The frequency of earlier detection was more prominent in the SN10 than the SN5 samples, but the TTDs for the SN10 and SN5 samples were similar. This phenomenon was also observed in the previous SA study [6]. These authors suggested a suboptimal blood:broth ratio to dilute any antibiotics and a prolonged lag phase when culturing larger blood volume samples [6]. Regardless, we found no notable differences in TTDs for the SN bottles with blood volumes in the 5–10 mL range. We may assume that the bacteremia level of an microorganism is very high when the difference in the TTD of that microorganism is very minimal between an SN5 and an SN10 sample. Therefore, the bacteremia level of K. pneumoniae might be higher than E. coli. The greater capability of E. coli detection in the SN10 samples coincides with this assumption. Notably, the mean TTD of K. pneumoniae was even shorter in the SN5 samples. Hematological malignancy patients with neutropenia or patients with severe sepsis might have a higher bacteremia level than unselected patient groups [3, 5]. Brown and Warren [3] suggested that Gram-negative rods have a lower bacteremia level. However, this assumption does not correlate with our results because the difference in the TTD for Gram-negative rods between the SN5 and the SN10 samples was shorter than Gram-positive bacteria in this study.

The skin contamination rate was rather high (4.7%) in our study, but this rate included data from all three bottles. Notably, there was no difference in the skin contamination rate between the SN5 and SN10 samples, but instrument false positives were notably higher in the SN10 samples (15 sets) than in the SN5 samples (5 sets).
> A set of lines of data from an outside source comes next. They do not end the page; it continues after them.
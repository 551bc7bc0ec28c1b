// Kind-specific node data
//
//  Copyright (C) 2014-2021 Ryan Specialty Group, LLC.
//
//  This file is part of doxymd.
//
//  This program is free software: you can redistribute it and/or modify
//  it under the terms of the GNU General Public License as published by
//  the Free Software Foundation, either version 3 of the License, or
//  (at your option) any later version.
//
//  This program is distributed in the hope that it will be useful,
//  but WITHOUT ANY WARRANTY; without even the implied warranty of
//  MERCHANTABILITY or FITNESS FOR A PARTICULAR PURPOSE.  See the
//  GNU General Public License for more details.
//
//  You should have received a copy of the GNU General Public License
//  along with this program.  If not, see <http://www.gnu.org/licenses/>.

//! Typed attribute and child values for each kind of node.
//!
//! Fields of type `Option<usize>` or `Vec<usize>` are indices into the
//!   children of the node holding the data;
//!     resolve them with [`Node::hoisted`](super::Node::hoisted) and
//!     [`Node::child_at`](super::Node::child_at).
//!
//! Enumerated attribute values
//!   (e.g. `@kind` and `@prot`)
//!   are kept as strings.
//! Doxygen adds values to these enumerations from release to release and
//!   an unfamiliar value is not a reason to reject a whole project;
//!     the consumers that care about particular values
//!       (e.g. [`crate::model`] for compound kinds)
//!     decide what to do with the rest.
//! [`RefKind`] is the exception,
//!   since reference resolution cannot proceed without understanding it.

use std::fmt::Display;

/// Kind-specific data of a [`Node`](super::Node).
#[derive(Debug, Clone, PartialEq, Default)]
pub enum NodeData {
    /// The element has no attributes or hoisted children.
    #[default]
    None,

    Doxygen(DoxygenMeta),
    Compound(Box<CompoundDef>),
    CompoundRef(CompoundRef),
    Include(Include),
    Inner(InnerRef),
    GraphNode {
        id: String,
    },
    GraphLink {
        refid: String,
        external: Option<String>,
    },
    ChildNode {
        refid: String,
        relation: String,
    },
    Section(SectionDef),
    MemberRef(MemberRef),
    Member(Box<MemberDef>),
    EnumValue(EnumValue),
    Param(Param),
    Reimplement {
        refid: String,
        name: String,
    },
    Reference(Reference),
    Location(Location),
    TocSect {
        name: String,
        reference: String,
    },
    Export {
        refid: Option<String>,
    },

    Ref(Ref),
    Sect(Sect),
    Anchor {
        id: String,
    },
    Formula {
        id: String,
    },
    Ulink {
        url: String,
    },
    Image(Image),
    Diagram(Diagram),
    Emoji {
        name: String,
        unicode: String,
    },
    RawBlock {
        block: bool,
    },
    List(List),
    ListItem(ListItem),
    SimpleSect {
        kind: String,
        title: Option<usize>,
    },
    Table(Table),
    Entry(Entry),
    Caption {
        id: Option<String>,
    },
    Heading {
        level: u8,
    },
    TocItem {
        id: String,
    },
    Language {
        langid: String,
    },
    ParameterList {
        kind: String,
    },
    ParameterName {
        direction: Option<String>,
    },
    XrefSect {
        id: String,
        title: Option<String>,
    },
    CopyDoc {
        link: String,
    },
    Description {
        title: Option<usize>,
    },

    Listing {
        filename: Option<String>,
    },
    CodeLine(CodeLine),
    Highlight {
        class: String,
    },
    Sp {
        count: u32,
    },

    /// A character entity;
    ///   `name` is the element tag and `text` the character(s) it stands
    ///   for.
    Entity {
        name: &'static str,
        text: &'static str,
    },
}

/// Attributes of the `doxygen` root of a compound file.
#[derive(Debug, Clone, PartialEq, Eq, Default)]
pub struct DoxygenMeta {
    /// Version of Doxygen that generated the file.
    pub version: String,
    /// Output language (`@xml:lang`).
    pub language: Option<String>,
}

/// A documentable unit:
///   class, namespace, file, folder, group, page, and so on.
#[derive(Debug, Clone, PartialEq, Default)]
pub struct CompoundDef {
    pub id: String,
    /// Compound kind as written by Doxygen
    ///   (e.g. `class`, `namespace`, `dir`).
    pub kind: String,
    pub language: Option<String>,
    pub prot: Option<String>,
    pub is_final: bool,
    pub is_inline: bool,
    pub is_sealed: bool,
    pub is_abstract: bool,

    /// Fully qualified name
    ///   (e.g. `ns::Foo<T>`, `src/main.c`, or a page's label).
    pub compound_name: String,
    /// Human-readable title,
    ///   for compounds that have one.
    pub title: Option<String>,

    pub base_refs: Vec<CompoundRef>,
    pub derived_refs: Vec<CompoundRef>,
    /// References to compounds nested within this one,
    ///   in document order.
    pub inner: Vec<InnerRef>,

    pub brief: Option<usize>,
    pub detailed: Option<usize>,
    pub template_params: Option<usize>,
    pub sections: Vec<usize>,
    pub toc: Option<usize>,
    pub listing: Option<usize>,
    pub location: Option<Location>,
}

impl CompoundDef {
    /// Inner compound references of the given kind.
    pub fn inner_of(&self, kind: InnerKind) -> impl Iterator<Item = &InnerRef> {
        self.inner.iter().filter(move |inner| inner.kind == kind)
    }
}

/// A base or derived class reference.
///
/// `refid` is absent when the related class is not itself documented
///   (e.g. a class of the standard library).
#[derive(Debug, Clone, PartialEq, Eq)]
pub struct CompoundRef {
    pub refid: Option<String>,
    pub prot: String,
    pub virt: String,
    pub name: String,
}

#[derive(Debug, Clone, PartialEq, Eq)]
pub struct Include {
    pub refid: Option<String>,
    /// Whether this is a local (`"…"`) rather than system (`<…>`)
    ///   include.
    pub local: bool,
    pub name: String,
}

/// Kind of an `innerX` compound reference.
#[derive(Debug, Clone, Copy, PartialEq, Eq, Hash)]
pub enum InnerKind {
    Module,
    Dir,
    File,
    Class,
    Concept,
    Namespace,
    Page,
    Group,
}

impl InnerKind {
    pub fn from_tag(tag: &str) -> Option<Self> {
        match tag {
            "innermodule" => Some(Self::Module),
            "innerdir" => Some(Self::Dir),
            "innerfile" => Some(Self::File),
            "innerclass" => Some(Self::Class),
            "innerconcept" => Some(Self::Concept),
            "innernamespace" => Some(Self::Namespace),
            "innerpage" => Some(Self::Page),
            "innergroup" => Some(Self::Group),
            _ => None,
        }
    }
}

/// Reference to a compound nested within another.
#[derive(Debug, Clone, PartialEq, Eq)]
pub struct InnerRef {
    pub kind: InnerKind,
    pub refid: String,
    pub prot: Option<String>,
    pub inline: bool,
    pub name: String,
}

/// A `sectiondef`,
///   grouping members by kind
///     (e.g. `public-func`).
#[derive(Debug, Clone, PartialEq, Eq, Default)]
pub struct SectionDef {
    pub kind: String,
    pub header: Option<String>,
    pub description: Option<usize>,
    /// Indices of `memberdef` and `member` children.
    pub members: Vec<usize>,
}

/// A reference to a member defined elsewhere.
///
/// This is used both for members listed within a `sectiondef` and for
///   the entries of `listofallmembers`;
///     the former have a `kind` and the latter a `scope`.
#[derive(Debug, Clone, PartialEq, Eq, Default)]
pub struct MemberRef {
    pub refid: String,
    pub kind: Option<String>,
    pub prot: Option<String>,
    pub virt: Option<String>,
    pub ambiguity_scope: Option<String>,
    pub scope: Option<String>,
    pub name: String,
}

/// A documented symbol.
#[derive(Debug, Clone, PartialEq, Default)]
pub struct MemberDef {
    pub id: String,
    /// Member kind
    ///   (e.g. `function`, `variable`, `enum`).
    pub kind: String,
    pub prot: String,
    pub is_static: bool,
    pub is_const: bool,
    pub is_inline: bool,
    pub is_explicit: bool,
    pub is_constexpr: bool,
    pub is_final: bool,
    pub virt: Option<String>,
    pub refqual: Option<String>,
    pub strong: Option<bool>,
    /// Remaining recognized attributes,
    ///   in document order.
    ///
    /// These are qualifiers specific to a handful of languages
    ///   (e.g. `gettable` for C# properties)
    ///   that renderers may choose to display verbatim.
    pub other_attrs: Vec<(String, String)>,

    pub name: String,
    pub qualified_name: Option<String>,
    pub definition: Option<String>,
    pub args_string: Option<String>,
    pub bitfield: Option<String>,
    pub read: Option<String>,
    pub write: Option<String>,

    pub type_: Option<usize>,
    pub template_params: Option<usize>,
    pub initializer: Option<usize>,
    pub exceptions: Option<usize>,
    pub params: Vec<usize>,
    pub enum_values: Vec<usize>,
    pub brief: Option<usize>,
    pub detailed: Option<usize>,
    pub inbody: Option<usize>,

    pub reimplements: Vec<RefTarget>,
    pub reimplemented_by: Vec<RefTarget>,
    pub location: Option<Location>,
}

/// Id and text of a simple reference.
#[derive(Debug, Clone, PartialEq, Eq)]
pub struct RefTarget {
    pub refid: String,
    pub name: String,
}

#[derive(Debug, Clone, PartialEq, Eq, Default)]
pub struct EnumValue {
    pub id: String,
    pub prot: String,
    pub name: String,
    pub initializer: Option<usize>,
    pub brief: Option<usize>,
    pub detailed: Option<usize>,
}

/// A function or template parameter.
#[derive(Debug, Clone, PartialEq, Eq, Default)]
pub struct Param {
    pub attributes: Option<String>,
    pub declname: Option<String>,
    pub defname: Option<String>,
    pub array: Option<String>,
    pub type_: Option<usize>,
    pub defval: Option<usize>,
    pub typeconstraint: Option<usize>,
    pub brief: Option<usize>,
}

/// Entry of `references` or `referencedby`.
#[derive(Debug, Clone, PartialEq, Eq)]
pub struct Reference {
    pub refid: String,
    pub compound_ref: Option<String>,
    pub start_line: Option<u32>,
    pub end_line: Option<u32>,
    pub name: String,
}

/// Source location of a compound or member.
#[derive(Debug, Clone, PartialEq, Eq, Default)]
pub struct Location {
    pub file: String,
    pub line: Option<u32>,
    pub column: Option<u32>,
    pub decl_file: Option<String>,
    pub decl_line: Option<u32>,
    pub decl_column: Option<u32>,
    pub body_file: Option<String>,
    pub body_start: Option<i32>,
    /// End of the body,
    ///   which Doxygen writes as `-1` when unknown.
    pub body_end: Option<i32>,
}

/// What a [`Ref`] refers to.
#[derive(Debug, Clone, Copy, PartialEq, Eq, Hash)]
pub enum RefKind {
    Compound,
    Member,
    XrefSect,
}

impl RefKind {
    pub fn parse(value: &str) -> Option<Self> {
        match value {
            "compound" => Some(Self::Compound),
            "member" => Some(Self::Member),
            "xrefsect" => Some(Self::XrefSect),
            _ => None,
        }
    }

    pub fn as_str(&self) -> &'static str {
        match self {
            Self::Compound => "compound",
            Self::Member => "member",
            Self::XrefSect => "xrefsect",
        }
    }
}

impl Display for RefKind {
    fn fmt(&self, f: &mut std::fmt::Formatter) -> std::fmt::Result {
        f.write_str(self.as_str())
    }
}

/// Cross-reference from text to a compound or member.
///
/// The text of the reference is held by the node's children.
#[derive(Debug, Clone, PartialEq, Eq)]
pub struct Ref {
    pub refid: String,
    pub kindref: RefKind,
    pub external: Option<String>,
    pub tooltip: Option<String>,
}

/// A `sectN` of a description.
#[derive(Debug, Clone, PartialEq, Eq, Default)]
pub struct Sect {
    pub level: u8,
    pub id: Option<String>,
    pub title: Option<usize>,
}

#[derive(Debug, Clone, PartialEq, Eq, Default)]
pub struct Image {
    /// Output format the image is intended for
    ///   (`@type`; e.g. `html`).
    pub format: Option<String>,
    pub name: Option<String>,
    pub width: Option<String>,
    pub height: Option<String>,
    pub alt: Option<String>,
    pub inline: bool,
    pub caption: Option<String>,
}

/// An inline diagram (`dot`, `msc`, `plantuml`) or diagram file
///   (`dotfile` and friends).
#[derive(Debug, Clone, PartialEq, Eq, Default)]
pub struct Diagram {
    pub name: Option<String>,
    pub width: Option<String>,
    pub height: Option<String>,
    pub caption: Option<String>,
    pub engine: Option<String>,
}

#[derive(Debug, Clone, PartialEq, Eq, Default)]
pub struct List {
    /// Numbering style of an ordered list
    ///   (`@type`; e.g. `a` or `i`).
    pub style: Option<String>,
    pub start: Option<u32>,
}

#[derive(Debug, Clone, PartialEq, Eq, Default)]
pub struct ListItem {
    pub override_: Option<String>,
    pub value: Option<u32>,
}

#[derive(Debug, Clone, PartialEq, Eq, Default)]
pub struct Table {
    pub rows: u32,
    pub cols: u32,
    pub width: Option<String>,
    pub caption: Option<usize>,
}

#[derive(Debug, Clone, PartialEq, Eq, Default)]
pub struct Entry {
    pub thead: bool,
    pub colspan: Option<u32>,
    pub rowspan: Option<u32>,
    pub align: Option<String>,
    pub valign: Option<String>,
    pub width: Option<String>,
    pub class: Option<String>,
}

/// A line of a program listing.
#[derive(Debug, Clone, PartialEq, Eq, Default)]
pub struct CodeLine {
    pub lineno: Option<u32>,
    pub refid: Option<String>,
    pub refkind: Option<String>,
    pub external: bool,
}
A blood:broth ratio less than 1:9 might increase the instrument false positive rate. Failure to complete disinfection of the skin surface may be the main reason for the growth of skin contaminants rather than the blood volume collected. Continuous quality control of the blood culture procedure, especially the blood volume collected and skin disinfection, is mandatory [2, 10, 11].

There were several limitations to this study. The sample size was small which generated limited data that was not sufficient to draw solid conclusions. Additionally, the differentiation of true pathogens from skin contaminants was rather subjective. We only reviewed clinical data for coagulase-negative Staphylococci and S. viridians. However, the proportion of under-filled bottles was approximately 5.8%, which might have affected the results to some extent. We asked the phlebotomists to collect blood for the SN10 sample first because we experienced many failures in the collection of the desired blood volume in the preliminary study. The order of blood collection might have affected the results because the bacterial distribution in the syringe might be variable.

Conclusions

Increasing the volume of blood collected from 5 to 10 mL yielded a 14.7% improvement in the isolation of microorganisms without affecting the skin contamination rate in the anaerobic bottles. In addition, the higher blood volume yielded significantly more pathogens. Earlier growth was more common in the SN10 than the SN5 samples, but there was no statistically significant difference in the TTD between the two groups.